▸ Exercise details
Among the records below, determine how many lines have the word "path" in them; output only the number.
[Records for this exercise Boundary: Start]
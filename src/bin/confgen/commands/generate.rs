//! `confgen generate` command

use anyhow::Result;

use crate::cli::{GenerateArgs, OutputFormat};
use crate::GlobalOptions;
use confgen::ops::{Report, ReportOptions};
use confgen::util::shell::Status;
use confgen::{ConfigurationGenerator, GeneratorOptions};

pub fn execute(args: GenerateArgs, global: &GlobalOptions) -> Result<()> {
    let shell = &global.shell;
    let path = global.ctx.resolve(&args.file);

    // Jobs: CLI > config > sequential
    let jobs = args.jobs.or(global.config.generate.jobs);
    let show_all = !args.no_all && global.config.show_all();

    shell.status(Status::Loading, args.file.display());
    let generator =
        ConfigurationGenerator::load(&path)?.with_options(GeneratorOptions { jobs });

    shell.status(
        Status::Generating,
        format!(
            "{} features, {} constraints",
            generator.catalog().len(),
            generator.constraints().len()
        ),
    );
    let report = Report::generate(&generator, ReportOptions { show_all });

    match global.format {
        OutputFormat::Human => print!("{}", report.render_text()),
        OutputFormat::Json => println!("{}", report.render_json()?),
    }

    shell.status(
        Status::Finished,
        format!(
            "{} valid, {} blocked",
            report.valid.len(),
            report.blocked.len()
        ),
    );
    Ok(())
}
[Records for this exercise Boundary: End]
▸ Written solution
2